Gov. Granholm started looking for ways to bring industry to our state.
Nothing was out of the question - battery technology, green energy, even movie making. Granholm began touting a package of bills to boost Michigan's role in the film industry.
In 2008, a set of bills giving filmmakers tax breaks was signed into law.
Within weeks, Hollywood stars started rolling into small towns, and big towns, across Michigan.
"We saw productions all across the state, they were having mass amounts of productions and the whole state was benefiting," said Dave Rembiesa, in February 2012.
In Pontiac, a former General Motor complex symbolizing job loss and heartache was transformed into an $80 million state-of-the art film studio - Raleigh Michigan studios.
Four investors bought the property in 2009, and for a short time, the studio brought a sense of peace in an otherwise crumbling manufacturing town - but there was a hook. Those investors needed $18 million in backing.
The State treasurer agreed to guarantee the bonds using money from the state workers pension fund
"On the surface, it was a good investment at the time. It would increase employment opportunities for Michigan, it would of put us more on the map," said Bob Kopaz, with the State Association of Retired Employees.
That would come at a cost though.
"Council president for the union representing state retirees says the investment of retirement funds was done without their knowledge," Kopaz said. "Why did they do it? It's never been done before, we found out by a newspaper article that there was money taken out of the fund to guarantee those bonds."
The hope though was that the retirees would get a return on the investment.
Meantime, a changing of the guard was about to cause a shift in the plan.
"The original program that was introduced and passed by the legislature was a different administration and they had different goals," said Margaret O'Riley, of the Michigan Film Office.
By the time the $80 million Raleigh studio opened in May 2011, Gov. Rick Snyder was elected in to office and put a $25 million cap on film tax incentives.
"When the program first started, there was an unlimited amount of money that could be available for a production, it was a 42 percent credit with no cap, and the governor coming into office again, he's all about accountability, transparency and putting some definition around how tax payer dollars are being spent, and wisely so. I think it's hard to run a program when you don't know how much is being spent," O'Riley said.

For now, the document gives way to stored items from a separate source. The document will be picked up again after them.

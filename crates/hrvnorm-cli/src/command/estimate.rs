use hrvnorm_estimator::{PercentileResult, estimate, fifth_percentile_value};
use hrvnorm_reference::{AgeBand, Gender, Metric, NormsError};
use serde::Serialize;

use crate::render;

#[derive(Debug, Clone, clap::Args)]
pub(crate) struct EstimateArg {
    /// Age in years (25-74)
    age: i32,
    /// Gender of the reference cohort (male/female)
    gender: String,
    /// Measured sdNN value in ms
    sdnn: f64,
    /// Measured RMSSD value in ms
    rmssd: f64,
    /// Measured HF power in ms^2
    hf: Option<f64>,
    /// Emit the reports as JSON instead of text
    #[arg(long)]
    json: bool,
}

#[derive(Debug, Serialize)]
struct EstimateReport {
    age: i32,
    gender: Gender,
    age_band: AgeBand,
    metrics: Vec<MetricReport>,
}

#[derive(Debug, Serialize)]
struct MetricReport {
    metric: Metric,
    value: f64,
    #[serde(flatten)]
    result: PercentileResult,
    fifth_percentile: f64,
}

pub(crate) fn run(arg: &EstimateArg) -> anyhow::Result<()> {
    let EstimateArg {
        age,
        gender,
        sdnn,
        rmssd,
        hf,
        json,
    } = arg;

    let mut readings = vec![(Metric::SdNn, *sdnn), (Metric::Rmssd, *rmssd)];
    if let Some(hf) = hf {
        readings.push((Metric::Hf, *hf));
    }

    if *json {
        return print_json(*age, gender, &readings);
    }

    println!("HRV Percentile Calculator");
    println!("{}", "=".repeat(25));
    for &(metric, value) in &readings {
        match estimate(*age, gender, &metric.to_string(), value) {
            Ok(result) => {
                println!(
                    "{}",
                    render::percentile_report(*age, gender, &metric.to_string(), value, &result)
                );
            }
            Err(err) => println!("Error: {err}"),
        }
    }

    println!();
    println!("5th Percentile Values:");
    println!("{}", "-".repeat(25));
    for metric in Metric::ALL {
        if let Ok(bound) = fifth_percentile_value(*age, gender, &metric.to_string()) {
            println!("{metric} 5th percentile: {bound:.1}");
        }
    }
    Ok(())
}

fn print_json(age: i32, gender: &str, readings: &[(Metric, f64)]) -> anyhow::Result<()> {
    let band = AgeBand::from_age(age).ok_or(NormsError::AgeOutOfRange)?;
    let cohort_gender = Gender::parse(gender).ok_or(NormsError::InvalidGender)?;

    let metrics = readings
        .iter()
        .map(|&(metric, value)| {
            let result = estimate(age, gender, &metric.to_string(), value)?;
            let fifth_percentile = fifth_percentile_value(age, gender, &metric.to_string())?;
            Ok(MetricReport {
                metric,
                value,
                result,
                fifth_percentile,
            })
        })
        .collect::<Result<Vec<_>, NormsError>>()?;

    let report = EstimateReport {
        age,
        gender: cohort_gender,
        age_band: band,
        metrics,
    };
    println!("{}", serde_json::to_string_pretty(&report)?);
    Ok(())
}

Before the tax incentives were capped, Raleigh Michigan Studios landed a contract for a big budget Disney movie.
With $39.9 million in incentives from the state, 'Oz: The Great and Powerful' began filming in July 2011.
As production and post-production continued on the set, a battle over the tax incentives continued in Lansing. Amid the uncertainty, filmmakers began taking their business elsewhere.
As the industry remained in Limbo, 'Oz: The Great and Powerful' wrapped up filming in December 2011.
Two months later, with no new projects, the studio defaulted on its payments.
"When the studio went bottom up, the retirement fund was on the hook for $18 million," Kopaz said. "We were duped, like the citizens of Michigan were duped."
It was the epic fall from grace for a studio, that for a moment, brought glitz and glamour to a blue collar town. The Studio is now named Michigan Motion Pictures, LLC.
But the story isn't over yet - it may just have an alternate ending.
Late last year, lawmakers succeeded in doubling Snyder's proposed $25 million tax cap to $50 million.
Now, the Michigan Film Office says they're rolling again.
Projects are underway at the Pontiac studio and big announcements are to come.
"So we're not necessarily in the business of financing a film, we're more in the business of supporting one that's ready to go," O'Riley said.
We asked if there is now enough support with the current incentives to bring a big film to Michigan.
"Oh yes. There's still a good chunk of films, fairly large ones that I think people will be very happy about. I wish I could tell you what they are, but we're just not quite there yet with our signed contracts," O'Riley said.
As we wait to hear what those announcements are, the state is also eagerly awaiting the release of the 'Oz: The Great and Powerful' that was filmed entirely in our sate. It hits theaters March 8.